Your goal |
Print, exactly and completely, every entry in the data.

Extracted material |

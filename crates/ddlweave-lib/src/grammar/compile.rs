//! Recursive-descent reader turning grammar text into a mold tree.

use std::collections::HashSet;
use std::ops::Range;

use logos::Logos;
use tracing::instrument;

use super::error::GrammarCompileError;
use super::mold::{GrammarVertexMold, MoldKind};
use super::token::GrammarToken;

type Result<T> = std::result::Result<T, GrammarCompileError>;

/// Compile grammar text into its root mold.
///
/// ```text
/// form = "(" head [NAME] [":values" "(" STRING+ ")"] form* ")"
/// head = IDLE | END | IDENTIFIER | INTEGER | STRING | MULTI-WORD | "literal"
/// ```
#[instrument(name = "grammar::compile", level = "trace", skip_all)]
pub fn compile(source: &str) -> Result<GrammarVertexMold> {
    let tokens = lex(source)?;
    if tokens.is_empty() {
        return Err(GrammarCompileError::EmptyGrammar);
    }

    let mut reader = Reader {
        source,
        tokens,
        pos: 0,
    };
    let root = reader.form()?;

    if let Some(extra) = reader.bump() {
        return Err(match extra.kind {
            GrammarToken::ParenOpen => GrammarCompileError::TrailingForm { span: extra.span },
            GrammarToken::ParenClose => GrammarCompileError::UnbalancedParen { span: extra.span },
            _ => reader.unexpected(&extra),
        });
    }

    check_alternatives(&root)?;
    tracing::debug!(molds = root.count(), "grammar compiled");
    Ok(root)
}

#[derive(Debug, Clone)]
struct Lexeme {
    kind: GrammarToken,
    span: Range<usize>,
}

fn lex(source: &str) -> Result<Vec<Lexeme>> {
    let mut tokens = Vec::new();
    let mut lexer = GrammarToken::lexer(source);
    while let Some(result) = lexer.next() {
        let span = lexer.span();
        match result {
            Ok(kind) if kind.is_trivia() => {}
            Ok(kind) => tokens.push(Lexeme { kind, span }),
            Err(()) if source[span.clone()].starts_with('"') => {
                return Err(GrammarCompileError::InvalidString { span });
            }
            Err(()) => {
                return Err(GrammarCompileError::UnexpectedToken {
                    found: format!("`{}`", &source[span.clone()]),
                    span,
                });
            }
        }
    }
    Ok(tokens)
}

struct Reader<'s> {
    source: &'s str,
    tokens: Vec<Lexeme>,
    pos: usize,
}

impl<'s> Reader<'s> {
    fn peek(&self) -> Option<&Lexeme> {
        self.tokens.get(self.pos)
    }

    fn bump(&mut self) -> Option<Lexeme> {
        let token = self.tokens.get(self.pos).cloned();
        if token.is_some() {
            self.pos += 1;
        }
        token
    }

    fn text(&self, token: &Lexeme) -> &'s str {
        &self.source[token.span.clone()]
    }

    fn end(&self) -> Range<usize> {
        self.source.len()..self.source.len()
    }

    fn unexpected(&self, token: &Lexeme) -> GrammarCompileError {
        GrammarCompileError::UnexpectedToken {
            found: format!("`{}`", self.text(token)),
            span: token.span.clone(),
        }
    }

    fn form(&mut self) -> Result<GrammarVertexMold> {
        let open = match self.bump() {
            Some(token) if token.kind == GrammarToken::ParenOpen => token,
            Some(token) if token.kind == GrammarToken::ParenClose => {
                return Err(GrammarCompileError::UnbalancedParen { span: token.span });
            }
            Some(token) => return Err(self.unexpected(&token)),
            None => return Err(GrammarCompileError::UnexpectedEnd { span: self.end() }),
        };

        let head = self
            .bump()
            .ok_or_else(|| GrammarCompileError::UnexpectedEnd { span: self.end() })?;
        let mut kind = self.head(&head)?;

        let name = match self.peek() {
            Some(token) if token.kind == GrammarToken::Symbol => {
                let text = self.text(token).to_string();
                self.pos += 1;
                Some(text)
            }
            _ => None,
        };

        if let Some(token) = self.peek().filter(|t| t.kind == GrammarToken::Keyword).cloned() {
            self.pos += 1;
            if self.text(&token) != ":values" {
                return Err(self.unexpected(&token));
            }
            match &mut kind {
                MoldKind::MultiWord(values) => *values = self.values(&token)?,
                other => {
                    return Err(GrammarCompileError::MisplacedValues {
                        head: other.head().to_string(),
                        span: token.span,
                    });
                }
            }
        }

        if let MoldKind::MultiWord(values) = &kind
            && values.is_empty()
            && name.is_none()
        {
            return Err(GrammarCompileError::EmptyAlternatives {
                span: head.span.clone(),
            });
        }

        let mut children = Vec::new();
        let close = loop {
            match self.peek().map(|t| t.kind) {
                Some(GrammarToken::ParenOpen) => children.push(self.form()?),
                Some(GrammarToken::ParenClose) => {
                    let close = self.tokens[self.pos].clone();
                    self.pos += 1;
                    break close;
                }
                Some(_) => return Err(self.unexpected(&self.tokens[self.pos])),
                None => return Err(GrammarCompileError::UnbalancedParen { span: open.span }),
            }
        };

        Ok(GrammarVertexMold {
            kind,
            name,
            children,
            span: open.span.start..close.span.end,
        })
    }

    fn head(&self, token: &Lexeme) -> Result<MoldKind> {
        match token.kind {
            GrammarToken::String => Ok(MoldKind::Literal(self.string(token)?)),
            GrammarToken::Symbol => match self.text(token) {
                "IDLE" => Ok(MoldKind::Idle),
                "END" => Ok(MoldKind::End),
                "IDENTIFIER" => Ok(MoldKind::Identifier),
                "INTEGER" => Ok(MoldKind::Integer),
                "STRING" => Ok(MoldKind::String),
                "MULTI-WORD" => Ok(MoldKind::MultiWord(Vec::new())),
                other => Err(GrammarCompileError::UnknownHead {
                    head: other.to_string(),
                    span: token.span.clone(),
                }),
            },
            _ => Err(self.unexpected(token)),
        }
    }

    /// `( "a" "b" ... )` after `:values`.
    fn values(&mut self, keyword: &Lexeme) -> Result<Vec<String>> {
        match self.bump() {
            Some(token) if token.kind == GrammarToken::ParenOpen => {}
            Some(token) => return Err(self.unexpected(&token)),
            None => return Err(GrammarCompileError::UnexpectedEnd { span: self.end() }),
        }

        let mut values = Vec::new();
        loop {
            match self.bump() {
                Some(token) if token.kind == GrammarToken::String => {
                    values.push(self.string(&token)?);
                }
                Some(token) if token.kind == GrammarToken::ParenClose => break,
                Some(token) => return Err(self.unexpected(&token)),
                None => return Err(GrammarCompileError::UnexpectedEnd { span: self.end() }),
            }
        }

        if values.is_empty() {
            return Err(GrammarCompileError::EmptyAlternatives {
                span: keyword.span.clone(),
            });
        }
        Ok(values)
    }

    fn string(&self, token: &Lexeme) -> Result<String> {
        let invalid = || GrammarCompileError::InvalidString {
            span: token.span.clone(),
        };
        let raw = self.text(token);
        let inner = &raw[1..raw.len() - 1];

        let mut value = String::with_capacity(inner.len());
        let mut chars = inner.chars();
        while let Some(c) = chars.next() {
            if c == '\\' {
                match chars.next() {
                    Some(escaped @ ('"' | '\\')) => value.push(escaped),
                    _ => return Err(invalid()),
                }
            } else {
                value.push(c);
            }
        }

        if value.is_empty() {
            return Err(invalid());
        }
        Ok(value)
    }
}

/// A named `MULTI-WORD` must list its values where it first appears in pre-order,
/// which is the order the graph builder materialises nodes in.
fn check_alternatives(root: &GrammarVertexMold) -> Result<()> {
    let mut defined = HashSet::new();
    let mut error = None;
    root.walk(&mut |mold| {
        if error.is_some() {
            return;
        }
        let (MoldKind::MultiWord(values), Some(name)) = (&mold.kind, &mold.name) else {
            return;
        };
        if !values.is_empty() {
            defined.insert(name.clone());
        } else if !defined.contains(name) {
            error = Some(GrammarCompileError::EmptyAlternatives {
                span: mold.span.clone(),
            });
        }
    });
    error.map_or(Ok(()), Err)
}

Exercise answer |
filename crates/ddlweave-lib/src/grammar/compile.rs
//! Recursive-descent reader turning grammar text into a mold tree.

use std::collections::HashSet;
use std::ops::Range;

use logos::Logos;
use tracing::instrument;

use super::error::GrammarCompileError;
use super::mold::{GrammarVertexMold, MoldKind};
use super::token::GrammarToken;

type Result<T> = std::result::Result<T, GrammarCompileError>;

/// Compile grammar text into its root mold.
///
/// ```text
/// form = "(" head [NAME] [":values" "(" STRING+ ")"] form* ")"
/// head = IDLE | END | IDENTIFIER | INTEGER | STRING | MULTI-WORD | "literal"
/// ```
#[instrument(name = "grammar::compile", level = "trace", skip_all)]
pub fn compile(source: &str) -> Result<GrammarVertexMold> {
    let tokens = lex(source)?;
    if tokens.is_empty() {
        return Err(GrammarCompileError::EmptyGrammar);
    }

    let mut reader = Reader {
        source,
        tokens,
        pos: 0,
    };
    let root = reader.form()?;

    if let Some(extra) = reader.bump() {
        return Err(match extra.kind {
            GrammarToken::ParenOpen => GrammarCompileError::TrailingForm { span: extra.span },
            GrammarToken::ParenClose => GrammarCompileError::UnbalancedParen { span: extra.span },
            _ => reader.unexpected(&extra),
        });
    }

    check_alternatives(&root)?;
    tracing::debug!(molds = root.count(), "grammar compiled");
    Ok(root)
}

#[derive(Debug, Clone)]
struct Lexeme {
    kind: GrammarToken,
    span: Range<usize>,
}

fn lex(source: &str) -> Result<Vec<Lexeme>> {
    let mut tokens = Vec::new();
    let mut lexer = GrammarToken::lexer(source);
    while let Some(result) = lexer.next() {
        let span = lexer.span();
        match result {
            Ok(kind) if kind.is_trivia() => {}
            Ok(kind) => tokens.push(Lexeme { kind, span }),
            Err(()) if source[span.clone()].starts_with('"') => {
                return Err(GrammarCompileError::InvalidString { span });
            }
            Err(()) => {
                return Err(GrammarCompileError::UnexpectedToken {
                    found: format!("`{}`", &source[span.clone()]),
                    span,
                });
            }
        }
    }
    Ok(tokens)
}

struct Reader<'s> {
    source: &'s str,
    tokens: Vec<Lexeme>,
    pos: usize,
}

impl<'s> Reader<'s> {
    fn peek(&self) -> Option<&Lexeme> {
        self.tokens.get(self.pos)
    }

    fn bump(&mut self) -> Option<Lexeme> {
        let token = self.tokens.get(self.pos).cloned();
        if token.is_some() {
            self.pos += 1;
        }
        token
    }

    fn text(&self, token: &Lexeme) -> &'s str {
        &self.source[token.span.clone()]
    }

    fn end(&self) -> Range<usize> {
        self.source.len()..self.source.len()
    }

    fn unexpected(&self, token: &Lexeme) -> GrammarCompileError {
        GrammarCompileError::UnexpectedToken {
            found: format!("`{}`", self.text(token)),
            span: token.span.clone(),
        }
    }

    fn form(&mut self) -> Result<GrammarVertexMold> {
        let open = match self.bump() {
            Some(token) if token.kind == GrammarToken::ParenOpen => token,
            Some(token) if token.kind == GrammarToken::ParenClose => {
                return Err(GrammarCompileError::UnbalancedParen { span: token.span });
            }
            Some(token) => return Err(self.unexpected(&token)),
            None => return Err(GrammarCompileError::UnexpectedEnd { span: self.end() }),
        };

        let head = self
            .bump()
            .ok_or_else(|| GrammarCompileError::UnexpectedEnd { span: self.end() })?;
        let mut kind = self.head(&head)?;

        let name = match self.peek() {
            Some(token) if token.kind == GrammarToken::Symbol => {
                let text = self.text(token).to_string();
                self.pos += 1;
                Some(text)
            }
            _ => None,
        };

        if let Some(token) = self.peek().filter(|t| t.kind == GrammarToken::Keyword).cloned() {
            self.pos += 1;
            if self.text(&token) != ":values" {
                return Err(self.unexpected(&token));
            }
            match &mut kind {
                MoldKind::MultiWord(values) => *values = self.values(&token)?,
                other => {
                    return Err(GrammarCompileError::MisplacedValues {
                        head: other.head().to_string(),
                        span: token.span,
                    });
                }
            }
        }

        if let MoldKind::MultiWord(values) = &kind
            && values.is_empty()
            && name.is_none()
        {
            return Err(GrammarCompileError::EmptyAlternatives {
                span: head.span.clone(),
            });
        }

        let mut children = Vec::new();
        let close = loop {
            match self.peek().map(|t| t.kind) {
                Some(GrammarToken::ParenOpen) => children.push(self.form()?),
                Some(GrammarToken::ParenClose) => {
                    let close = self.tokens[self.pos].clone();
                    self.pos += 1;
                    break close;
                }
                Some(_) => return Err(self.unexpected(&self.tokens[self.pos])),
                None => return Err(GrammarCompileError::UnbalancedParen { span: open.span }),
            }
        };

        Ok(GrammarVertexMold {
            kind,
            name,
            children,
            span: open.span.start..close.span.end,
        })
    }

    fn head(&self, token: &Lexeme) -> Result<MoldKind> {
        match token.kind {
            GrammarToken::String => Ok(MoldKind::Literal(self.string(token)?)),
            GrammarToken::Symbol => match self.text(token) {
                "IDLE" => Ok(MoldKind::Idle),
                "END" => Ok(MoldKind::End),
                "IDENTIFIER" => Ok(MoldKind::Identifier),
                "INTEGER" => Ok(MoldKind::Integer),
                "STRING" => Ok(MoldKind::String),
                "MULTI-WORD" => Ok(MoldKind::MultiWord(Vec::new())),
                other => Err(GrammarCompileError::UnknownHead {
                    head: other.to_string(),
                    span: token.span.clone(),
                }),
            },
            _ => Err(self.unexpected(token)),
        }
    }

    /// `( "a" "b" ... )` after `:values`.
    fn values(&mut self, keyword: &Lexeme) -> Result<Vec<String>> {
        match self.bump() {
            Some(token) if token.kind == GrammarToken::ParenOpen => {}
            Some(token) => return Err(self.unexpected(&token)),
            None => return Err(GrammarCompileError::UnexpectedEnd { span: self.end() }),
        }

        let mut values = Vec::new();
        loop {
            match self.bump() {
                Some(token) if token.kind == GrammarToken::String => {
                    values.push(self.string(&token)?);
                }
                Some(token) if token.kind == GrammarToken::ParenClose => break,
                Some(token) => return Err(self.unexpected(&token)),
                None => return Err(GrammarCompileError::UnexpectedEnd { span: self.end() }),
            }
        }

        if values.is_empty() {
            return Err(GrammarCompileError::EmptyAlternatives {
                span: keyword.span.clone(),
            });
        }
        Ok(values)
    }

    fn string(&self, token: &Lexeme) -> Result<String> {
        let invalid = || GrammarCompileError::InvalidString {
            span: token.span.clone(),
        };
        let raw = self.text(token);
        let inner = &raw[1..raw.len() - 1];

        let mut value = String::with_capacity(inner.len());
        let mut chars = inner.chars();
        while let Some(c) = chars.next() {
            if c == '\\' {
                match chars.next() {
                    Some(escaped @ ('"' | '\\')) => value.push(escaped),
                    _ => return Err(invalid()),
                }
            } else {
                value.push(c);
            }
        }

        if value.is_empty() {
            return Err(invalid());
        }
        Ok(value)
    }
}

/// A named `MULTI-WORD` must list its values where it first appears in pre-order,
/// which is the order the graph builder materialises nodes in.
fn check_alternatives(root: &GrammarVertexMold) -> Result<()> {
    let mut defined = HashSet::new();
    let mut error = None;
    root.walk(&mut |mold| {
        if error.is_some() {
            return;
        }
        let (MoldKind::MultiWord(values), Some(name)) = (&mold.kind, &mold.name) else {
            return;
        };
        if !values.is_empty() {
            defined.insert(name.clone());
        } else if !defined.contains(name) {
            error = Some(GrammarCompileError::EmptyAlternatives {
                span: mold.span.clone(),
            });
        }
    });
    error.map_or(Ok(()), Err)
}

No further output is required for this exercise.